En noviembre de 1989 la “Revolución de Terciopelo” liderada por el dramaturgo Václav Havel desplazó al régimen comunista. Havel fue elegido presidente de la República en diciembre y confirmado en las elecciones parlamentarias de 1990. Dos años después, en julio de 1992, Havel renunció a la presidencia y la República Checa y Eslovaquia fueron dos nuevos países desde el primer día de enero de 1993. Cuando Havel fue elegido de nuevo presidente de la República Checa: impulsó la integración de su país a la OTAN y a la Comunidad Económica Europea. Murió de cáncer de pulmón en 2011 a los setenta y cinco años.
En noviembre de 1989, Alexander Dubcek, ya en el final de su ostracismo obligado, fue aclamado como un héroe nacional, lo era, en la Plaza Wenceslao de Praga, cerca de donde se había inmolado el chico Jan Palach. Fue designado por segunda vez presidente del Parlamento checo y, en su mensaje, comparó el “socialismo humano” de Gorbachov, con el que él había propuesto casi dos décadas antes. El 7 de noviembre de 1992, se mató en un accidente de autos.

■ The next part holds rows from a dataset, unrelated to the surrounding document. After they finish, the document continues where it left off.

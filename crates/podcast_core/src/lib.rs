//! Podcast tracker core: pure state machine and view-model helpers.
mod effect;
mod handoff;
mod msg;
mod ramp;
mod settings;
mod state;
mod update;
mod validate;
mod view_model;

pub use effect::Effect;
pub use handoff::{endpoint_url, EndpointError, EndpointLayout, ResultHandoff};
pub use msg::Msg;
pub use ramp::{percent_from_fraction, ProgressRamp, DEFAULT_TICK};
pub use settings::{PollPolicy, TrackerSettings};
pub use state::{ClientTaskState, Phase, SourceFile, StatusReport, TaskId, TaskStatus};
pub use update::update;
pub use validate::{validate_source, SubmissionRules, ValidationError, REQUIRED_EXTENSION};
pub use view_model::TrackerViewModel;
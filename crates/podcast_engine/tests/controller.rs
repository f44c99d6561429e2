use std::collections::VecDeque;
use std::sync::atomic::{AtomicUsize, Ordering};
use std::sync::{Arc, Mutex};
use std::time::Duration;

use podcast_core::{
    Msg, Phase, ResultHandoff, SourceFile, StatusReport, TaskId, TaskStatus, TrackerSettings,
    TrackerViewModel,
};
use podcast_engine::{ApiError, FailureKind, TaskApi, TaskController, TrackerSink};
use pretty_assertions::assert_eq;
use url::Url;

/// Answers polls from a script; the last entry repeats forever.
#[derive(Default)]
struct ScriptedApi {
    statuses: Mutex<VecDeque<Result<StatusReport, ApiError>>>,
    fail_create: Mutex<Option<ApiError>>,
    create_delay: Mutex<Duration>,
    creates: AtomicUsize,
    polls: AtomicUsize,
}

impl ScriptedApi {
    fn with_statuses(statuses: Vec<Result<StatusReport, ApiError>>) -> Arc<Self> {
        let api = Self::default();
        api.push(statuses);
        Arc::new(api)
    }

    fn push(&self, statuses: Vec<Result<StatusReport, ApiError>>) {
        self.statuses.lock().unwrap().extend(statuses);
    }

    fn creates(&self) -> usize {
        self.creates.load(Ordering::SeqCst)
    }

    fn polls(&self) -> usize {
        self.polls.load(Ordering::SeqCst)
    }
}

#[async_trait::async_trait]
impl TaskApi for ScriptedApi {
    async fn create_task(&self, _file: &SourceFile) -> Result<TaskId, ApiError> {
        let n = self.creates.fetch_add(1, Ordering::SeqCst) + 1;
        let delay = *self.create_delay.lock().unwrap();
        tokio::time::sleep(delay).await;
        match self.fail_create.lock().unwrap().clone() {
            Some(err) => Err(err),
            None => Ok(TaskId::new(format!("t-{n}"))),
        }
    }

    async fn task_status(&self, _task_id: &TaskId) -> Result<StatusReport, ApiError> {
        self.polls.fetch_add(1, Ordering::SeqCst);
        let mut statuses = self.statuses.lock().unwrap();
        if statuses.len() > 1 {
            statuses.pop_front().unwrap()
        } else {
            statuses.front().cloned().unwrap()
        }
    }

    async fn fetch_artifact(&self, _location: &Url) -> Result<Vec<u8>, ApiError> {
        Ok(b"ID3".to_vec())
    }

    async fn check_health(&self) -> Result<(), ApiError> {
        Ok(())
    }
}

#[derive(Default)]
struct Recording {
    views: Vec<TrackerViewModel>,
    handoffs: Vec<ResultHandoff>,
}

#[derive(Clone, Default)]
struct RecordingSink(Arc<Mutex<Recording>>);

impl TrackerSink for RecordingSink {
    fn render(&mut self, view: &TrackerViewModel) {
        self.0.lock().unwrap().views.push(view.clone());
    }

    fn handoff(&mut self, result: &ResultHandoff) {
        self.0.lock().unwrap().handoffs.push(result.clone());
    }
}

fn running(progress: f64, message: &str) -> Result<StatusReport, ApiError> {
    Ok(StatusReport {
        status: TaskStatus::Running,
        progress: Some(progress),
        message: message.to_string(),
    })
}

fn finished(status: TaskStatus, message: &str) -> Result<StatusReport, ApiError> {
    Ok(StatusReport {
        status,
        progress: Some(if status == TaskStatus::Completed { 1.0 } else { 0.0 }),
        message: message.to_string(),
    })
}

fn network_error() -> Result<StatusReport, ApiError> {
    Err(ApiError {
        kind: FailureKind::Network,
        message: "connection refused".to_string(),
    })
}

fn pdf(name: &str) -> Option<SourceFile> {
    Some(SourceFile::new(name, b"%PDF-1.7".to_vec()))
}

fn controller(api: Arc<ScriptedApi>) -> (TaskController, RecordingSink) {
    podcast_logging::initialize_for_tests();
    let sink = RecordingSink::default();
    let settings = TrackerSettings::new(Url::parse("http://localhost:8000/").unwrap());
    let controller = TaskController::new(api, settings, Box::new(sink.clone()));
    (controller, sink)
}

fn assert_monotonic(views: &[TrackerViewModel]) {
    for pair in views.windows(2) {
        assert!(
            pair[1].displayed_progress >= pair[0].displayed_progress,
            "progress went from {} to {}",
            pair[0].displayed_progress,
            pair[1].displayed_progress
        );
    }
}

#[tokio::test(start_paused = true)]
async fn tracks_a_task_to_completion_and_hands_off_once() {
    let api = ScriptedApi::with_statuses(vec![
        running(0.1, "Extracting text"),
        running(0.5, "Generating script"),
        finished(TaskStatus::Completed, "Podcast created successfully"),
    ]);
    let (mut controller, sink) = controller(api.clone());

    controller.submit(pdf("notes.pdf"));
    assert_eq!(controller.state().phase(), Phase::Uploading);
    let phase = controller.run_until_settled().await;

    assert_eq!(phase, Phase::Completed);
    assert_eq!(api.creates(), 1);
    assert_eq!(api.polls(), 3);

    let recording = sink.0.lock().unwrap();
    assert_eq!(recording.handoffs.len(), 1);
    assert_eq!(
        recording.handoffs[0].playback_url().as_str(),
        "http://localhost:8000/get_podcast/t-1"
    );
    let last = recording.views.last().unwrap();
    assert_eq!(last.phase, Phase::Completed);
    assert_eq!(last.percent, 100);
    assert_eq!(last.displayed_progress, 1.0);
    assert_monotonic(&recording.views);
    assert!(recording
        .views
        .iter()
        .any(|view| view.status_message == "Generating script"));
}

#[tokio::test(start_paused = true)]
async fn no_polls_follow_a_server_failure() {
    let api = ScriptedApi::with_statuses(vec![finished(TaskStatus::Failed, "bad input")]);
    let (mut controller, sink) = controller(api.clone());

    controller.submit(pdf("notes.pdf"));
    assert_eq!(controller.run_until_settled().await, Phase::Failed);
    assert_eq!(controller.state().view().error.as_deref(), Some("bad input"));

    tokio::time::sleep(Duration::from_secs(30)).await;
    controller.drain_pending();
    assert_eq!(api.polls(), 1);
    assert!(sink.0.lock().unwrap().handoffs.is_empty());
}

#[tokio::test(start_paused = true)]
async fn non_pdf_never_reaches_the_server() {
    let api = ScriptedApi::with_statuses(vec![running(0.1, "unused")]);
    let (mut controller, sink) = controller(api.clone());

    controller.submit(Some(SourceFile::new("notes.txt", b"plain".to_vec())));
    assert_eq!(controller.run_until_settled().await, Phase::Idle);

    assert_eq!(api.creates(), 0);
    assert_eq!(api.polls(), 0);
    let recording = sink.0.lock().unwrap();
    let notice = recording.views.last().unwrap().notice.clone();
    assert!(notice.unwrap().contains("PDF"));
}

#[tokio::test(start_paused = true)]
async fn failed_upload_is_reported_without_polling() {
    let api = ScriptedApi::with_statuses(vec![running(0.1, "unused")]);
    *api.fail_create.lock().unwrap() = Some(ApiError {
        kind: FailureKind::HttpStatus(500),
        message: "Internal Server Error".to_string(),
    });
    let (mut controller, _sink) = controller(api.clone());

    controller.submit(pdf("notes.pdf"));
    assert_eq!(controller.run_until_settled().await, Phase::Failed);
    assert_eq!(api.polls(), 0);
    assert_eq!(controller.state().active_task_id(), None);
    assert_eq!(controller.state().view().percent, 20);
}

#[tokio::test(start_paused = true)]
async fn upload_ramp_reaches_its_ceiling_after_a_quick_failure() {
    let api = ScriptedApi::with_statuses(vec![running(0.1, "unused")]);
    *api.fail_create.lock().unwrap() = Some(ApiError {
        kind: FailureKind::HttpStatus(500),
        message: "Internal Server Error".to_string(),
    });
    *api.create_delay.lock().unwrap() = Duration::from_millis(60);
    let (mut controller, sink) = controller(api.clone());

    controller.submit(pdf("notes.pdf"));
    assert_eq!(controller.run_until_settled().await, Phase::Failed);

    tokio::time::sleep(Duration::from_secs(2)).await;
    controller.drain_pending();
    let view = controller.state().view();
    assert_eq!(view.phase, Phase::Failed);
    assert_eq!(view.percent, 20);
    assert!(!view.animating);
    assert_eq!(view.error.as_deref(), Some("http status 500: Internal Server Error"));

    let recording = sink.0.lock().unwrap();
    assert_monotonic(&recording.views);
    let failed_at = recording
        .views
        .iter()
        .position(|view| view.phase == Phase::Failed)
        .unwrap();
    assert!(recording.views[failed_at].percent < 20);
    assert_eq!(recording.views.last().unwrap().percent, 20);
}

#[tokio::test(start_paused = true)]
async fn discard_mid_tracking_stops_polling() {
    let api = ScriptedApi::with_statuses(vec![running(0.3, "Working")]);
    let (mut controller, sink) = controller(api.clone());

    let tx = controller.sender();
    tokio::spawn(async move {
        tokio::time::sleep(Duration::from_millis(2500)).await;
        let _ = tx.send(Msg::Discard);
    });

    controller.submit(pdf("notes.pdf"));
    assert_eq!(controller.run_until_settled().await, Phase::Idle);
    let polls_at_discard = api.polls();
    assert!(polls_at_discard >= 2);

    tokio::time::sleep(Duration::from_secs(10)).await;
    controller.drain_pending();
    assert_eq!(api.polls(), polls_at_discard);
    assert_eq!(controller.state().phase(), Phase::Idle);
    assert_eq!(controller.state().view().percent, 0);
    assert!(sink.0.lock().unwrap().handoffs.is_empty());
}

#[tokio::test(start_paused = true)]
async fn resubmitting_after_completion_restarts_from_zero() {
    let api = ScriptedApi::with_statuses(vec![finished(
        TaskStatus::Completed,
        "Podcast created successfully",
    )]);
    let (mut controller, sink) = controller(api.clone());

    controller.submit(pdf("first.pdf"));
    assert_eq!(controller.run_until_settled().await, Phase::Completed);
    sink.0.lock().unwrap().views.clear();

    controller.submit(pdf("second.pdf"));
    {
        let recording = sink.0.lock().unwrap();
        let first = recording.views.first().unwrap();
        assert_eq!(first.phase, Phase::Uploading);
        assert_eq!(first.percent, 0);
        assert_eq!(first.result, None);
    }
    assert_eq!(controller.run_until_settled().await, Phase::Completed);

    let recording = sink.0.lock().unwrap();
    assert_monotonic(&recording.views);
    assert_eq!(recording.handoffs.len(), 2);
    assert_eq!(
        recording.handoffs[1].task_id(),
        &TaskId::new("t-2")
    );
}

#[tokio::test(start_paused = true)]
async fn repeated_poll_errors_fail_the_session() {
    let api = ScriptedApi::with_statuses(vec![network_error()]);
    let (mut controller, sink) = controller(api.clone());

    controller.submit(pdf("notes.pdf"));
    assert_eq!(controller.run_until_settled().await, Phase::Failed);

    assert_eq!(api.polls(), 4);
    let recording = sink.0.lock().unwrap();
    assert!(recording
        .views
        .iter()
        .any(|view| view.status_message == "Error checking status (retry 3/3)"));
    let error = recording.views.last().unwrap().error.clone().unwrap();
    assert!(error.starts_with("Error checking status: "));
}

#[tokio::test(start_paused = true)]
async fn transient_poll_error_recovers() {
    let api = ScriptedApi::with_statuses(vec![
        running(0.2, "Working"),
        network_error(),
        finished(TaskStatus::Completed, "done"),
    ]);
    let (mut controller, sink) = controller(api.clone());

    controller.submit(pdf("notes.pdf"));
    assert_eq!(controller.run_until_settled().await, Phase::Completed);
    assert_eq!(api.polls(), 3);
    assert_eq!(sink.0.lock().unwrap().handoffs.len(), 1);
}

En diciembre de 1989, poco después de la caída del Muro de Berlín, los países aliados del Pacto de Varsovia que participaron en la invasión militar de Checoslovaquia firmaron por partida doble un comunicado conjunto. Por un lado lo hicieron Bulgaria, Hungría, Polonia y la República Democrática Alemana, a punto de sucumbir luego de la reunificación de ese país. Por el otro, en solitario, lo hizo la URSS. Todos admitieron que la invasión a Checoslovaquia de agosto de 1968 había sido “una injerencia en los asuntos internos” de ese país.